In the letter to the Post, P. Amper's legal counsel has attached a certification issued by Castrodes that “we have been paying taxes since the year 1996 until the year 2013.” Lawyer Arabejo also clarified that “the municipal treasurer did not issue the closure order.” “As a matter of fact, he had it recorded in the police blotter of the Anda PNP that he did not give instructions to effect the closure,” Arabejo pointed out. “While it is true that treasurer Castrodes sent us a cease and desist letter upon instruction of the Mayor, we have cordially and timely filed our opposition thereto citing therein our justifications.” The lawyer continued: “He was professional enough to afford us due process but inexplicably, Mayor Dodong Amper, presumably upon the prodding of his consultant Reinerio Makinano, eagerly made an override on his directive to the Treasurer and personally made the instruction to implement the closure of the cockpit.” P. Amper's counsel has stressed that they have “tendered payments but the treasurer's office did not receive them upon order from ‘upstairs.'''
On the other hand, counsel Arabejo also clarified the statement made on Facebook by Anda councilor Ferdinand Visaya Berongoy, who had alleged that the cockpit arena had been operating without mayor's permit and franchise, adding that management, allegedly, had not been paying taxes to the province and the municipality. “Saying that we have no franchise to operate a cockpit is a blatant lie,” Arabejo said. “To contradict and show that the claim of lawyer Berongoy is false, we attach hereto a certification issued by the Secretary of the SB of Anda, Bohol, (where incidentally he is a member of, being an incumbent kagawad) expressly and explicitly stating that we have been granted a 25 years franchise to operate a cockpit arena at Bacong, Anda, Bohol, by the SB of Anda, Bohol,” the lawyer narrated. “We wish to add that the Franchise was granted in the year 1998…”

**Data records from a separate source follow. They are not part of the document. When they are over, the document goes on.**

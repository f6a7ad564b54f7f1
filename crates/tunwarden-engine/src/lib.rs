// ============================================
// File: crates/tunwarden-engine/src/lib.rs
// ============================================
//! # Tunwarden Engine - Traffic Interception Core
//!
//! ## Creation Reason
//! Ties the virtual interface, its packet accounting and the background
//! data-plane task together behind a small lifecycle API, and exposes that
//! API plus the configuration store to a host application.
//!
//! ## Main Functionality
//!
//! ### Modules
//! - [`interface`]: `Interceptor`, interface state and lifecycle
//! - [`stats`]: Packet and byte counters
//! - [`dataplane`]: Injected capabilities and the tick loop
//! - [`settings`]: Loop timing knobs from `[engine]`
//! - [`processor`]: Built-in packet processors
//! - [`bridge`]: Host-facing record API
//! - [`error`]: Engine-specific error types
//!
//! ## Architecture Overview
//! ```text
//! ┌───────────────────────────────────────────────────────────────┐
//! │                         Host                                  │
//! └──────────────────────────────┬────────────────────────────────┘
//!                                ▼
//! ┌───────────────────────────────────────────────────────────────┐
//! │                        Bridge                                 │
//! ├───────────────────────────────┬───────────────────────────────┤
//! │  Interceptor                  │  ConfigStore                  │
//! │  ┌─────────────────────────┐  │  ┌─────────────────────────┐ │
//! │  │ RwLock<InterfaceState>  │  │  │ RwLock<StoreState>      │ │
//! │  │  params · active · epoch│  │  │  document · path · mtime│ │
//! │  │  stats  · worker        │  │  └─────────────────────────┘ │
//! │  └───────────▲─────────────┘  │                               │
//! │              │ record(epoch)  │                               │
//! │  ┌───────────┴─────────────┐  │                               │
//! │  │   data-plane task       │  │                               │
//! │  │  source → processor     │  │                               │
//! │  └─────────────────────────┘  │                               │
//! └───────────────────────────────┴───────────────────────────────┘
//! ```
//!
//! ## ⚠️ Important Note for Next Developer
//! - The two lock units are never held together
//! - Only `Interceptor::stop` cancels the data-plane task
//! - TUN creation requires root or `CAP_NET_ADMIN`
//!
//! ## Last Modified
//! v0.1.0 - Initial engine library

#![warn(missing_docs)]
#![warn(clippy::all)]
#![warn(clippy::pedantic)]
#![allow(clippy::module_name_repetitions)]

pub mod bridge;
pub mod dataplane;
pub mod error;
pub mod interface;
pub mod processor;
pub mod settings;
pub mod stats;

// Re-export primary types
pub use bridge::{encode, Bridge, Outcome};
pub use dataplane::DataPlane;
pub use error::{EngineError, Result};
pub use interface::{Interceptor, InterfaceStatus, StopReport};
pub use processor::PassthroughProcessor;
pub use settings::EngineSettings;
pub use stats::{StatsSnapshot, TrafficStats};
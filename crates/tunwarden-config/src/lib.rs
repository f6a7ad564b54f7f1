// ============================================
// File: crates/tunwarden-config/src/lib.rs
// ============================================
//! # Tunwarden Config - Hierarchical Configuration Store
//!
//! ## Creation Reason
//! The interception engine is parameterized by an on-disk document (interface
//! name, MTU, nameservers, proxy rules). This crate owns that document: it
//! loads, provisions, saves, hot-reloads and edits it by dotted key, and
//! offers an optional strict validation layer for proxy profiles.
//!
//! ## Main Functionality
//!
//! ### Modules
//! - [`value`]: `Value`/`Document` tagged tree and dotted-key navigation
//! - [`codec`]: TOML and JSON encoding, picked by file extension
//! - [`defaults`]: Default document written on first load
//! - [`profile`]: Typed proxy profile view and validation
//! - [`store`]: `ConfigStore`, the lock-guarded document owner
//! - [`error`]: Config-specific error types
//!
//! ## Architecture Position
//! ```text
//! ┌─────────────────────────────────────────────────────┐
//! │              tunwarden-engine                       │
//! │                    │                                │
//! │         ┌──────────┴──────────┐                    │
//! │         ▼                     ▼                    │
//! │  tunwarden-config     tunwarden-transport          │
//! │  You are here ◄──                                  │
//! │         │                     │                    │
//! │         └──────────┬──────────┘                    │
//! │                    ▼                               │
//! │            tunwarden-common                         │
//! └─────────────────────────────────────────────────────┘
//! ```
//!
//! ## ⚠️ Important Note for Next Developer
//! - The store is schema-agnostic; only `profile` knows key names
//! - All mutations go through the store's exclusive lock
//! - Never hold the store lock while touching engine state
//!
//! ## Last Modified
//! v0.1.0 - Initial configuration store

#![warn(missing_docs)]
#![warn(clippy::all)]
#![warn(clippy::pedantic)]
#![allow(clippy::module_name_repetitions)]

pub mod codec;
pub mod defaults;
pub mod error;
pub mod profile;
pub mod store;
pub mod value;

// Re-export primary types
pub use codec::Format;
pub use error::{ConfigError, Result};
pub use profile::{ProxyMode, ProxyProfile};
pub use store::{ConfigStore, CurrentConfig, FileReport, HotReload, LoadReport, ProfileEntry, StoreOptions};
pub use value::{Document, Scalar, Value};
// ============================================
// File: crates/tunwarden-engine/src/error.rs
// ============================================
//! # Engine Error Types
//!
//! ## Last Modified
//! v0.1.0 - Initial error definitions

use thiserror::Error;

use tunwarden_common::error::{CommonError, ErrorCode};
use tunwarden_config::ConfigError;
use tunwarden_transport::TransportError;

/// Result type for engine operations.
pub type Result<T> = std::result::Result<T, EngineError>;

/// Engine error types.
#[derive(Error, Debug)]
pub enum EngineError {
    /// Start requested before an interface identity was set.
    #[error("Interface has not been created")]
    NotCreated,

    /// Create or Start while the interface is running.
    #[error("Interface '{interface}' is already active")]
    AlreadyActive {
        /// Name of the running interface
        interface: String,
    },

    /// Stop or packet I/O while the interface is not running.
    #[error("Interface is not active")]
    NotActive,

    /// Bad host-supplied parameter.
    #[error(transparent)]
    Common(#[from] CommonError),

    /// Packet device failure.
    #[error(transparent)]
    Device(#[from] TransportError),

    /// Configuration store failure.
    #[error(transparent)]
    Config(#[from] ConfigError),

    /// Unexpected internal condition.
    #[error("Internal error: {message}")]
    Internal {
        /// Description of what went wrong
        message: String,
    },
}

impl EngineError {
    /// Creates an `AlreadyActive` error.
    pub fn already_active(interface: impl Into<String>) -> Self {
        Self::AlreadyActive {
            interface: interface.into(),
        }
    }

    /// Creates a validation error for a host parameter.
    pub fn validation(field: impl Into<String>, reason: impl Into<String>) -> Self {
        Self::Common(CommonError::invalid_input(field, reason))
    }

    /// Creates an `Internal` error.
    pub fn internal(message: impl Into<String>) -> Self {
        Self::Internal {
            message: message.into(),
        }
    }

    /// Returns the boundary code for this error.
    #[must_use]
    pub const fn code(&self) -> ErrorCode {
        match self {
            Self::NotCreated => ErrorCode::NotCreated,
            Self::AlreadyActive { .. } => ErrorCode::AlreadyActive,
            Self::NotActive => ErrorCode::NotActive,
            Self::Common(e) => e.code(),
            Self::Device(e) => e.code(),
            Self::Config(e) => e.code(),
            Self::Internal { .. } => ErrorCode::Internal,
        }
    }

    /// Returns `true` for lifecycle misuse (wrong state for the call).
    #[must_use]
    pub const fn is_lifecycle(&self) -> bool {
        matches!(
            self,
            Self::NotCreated | Self::AlreadyActive { .. } | Self::NotActive
        )
    }
}

#[cfg(test)]
mod tests {
    use super::*;

    #[test]
    fn test_error_display() {
        let err = EngineError::already_active("utun0");
        assert!(err.to_string().contains("utun0"));
    }

    #[test]
    fn test_error_codes() {
        assert_eq!(EngineError::NotCreated.code(), ErrorCode::NotCreated);
        assert_eq!(EngineError::NotActive.code(), ErrorCode::NotActive);
        assert_eq!(
            EngineError::validation("name", "empty").code(),
            ErrorCode::ValidationError
        );
        assert_eq!(
            EngineError::from(TransportError::read_failed("eio")).code(),
            ErrorCode::DeviceError
        );
        assert_eq!(
            EngineError::from(ConfigError::invalid_path("a.b", "not a document")).code(),
            ErrorCode::InvalidPath
        );
    }

    #[test]
    fn test_lifecycle_classification() {
        assert!(EngineError::NotActive.is_lifecycle());
        assert!(EngineError::already_active("utun0").is_lifecycle());
        assert!(!EngineError::internal("bug").is_lifecycle());
    }
}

Arabejo also slammed the statement of Don Dela Peña who was quoted by the Post in saying that “this kind of gambling has an adverse effect upon children who, instead of obtaining a good education, plummet to become an addict gambler, drug addict and become lazy to go to school; consequently, they become part of the community's problem instead of a solution.” In reaction, Arabejo considered such opinion as “biased and boastful opinion of an ally, suffice it to say that we still have to know of any crime or untoward incident, which could be attributed to the operation of the Anda Cockpit Arena, since its inception up to the present.” The lawyer said that by writing to the Post and expressing their side, the paper's readers, “more particularly the Andahanons, (would) know the real story.” The Post, believing the issue is of public interest, had run the questioned news article on its June 29, 2014 edition after it had received confirmation from its sources that the cockpit arena had indeed been closed, as shown by a closure order being publicly printed on a wooden board, which is nailed at the gate of the cockpit. Before publishing the story on June 29, 2014, the Post had been trying to seek P. Amper's comments but failed.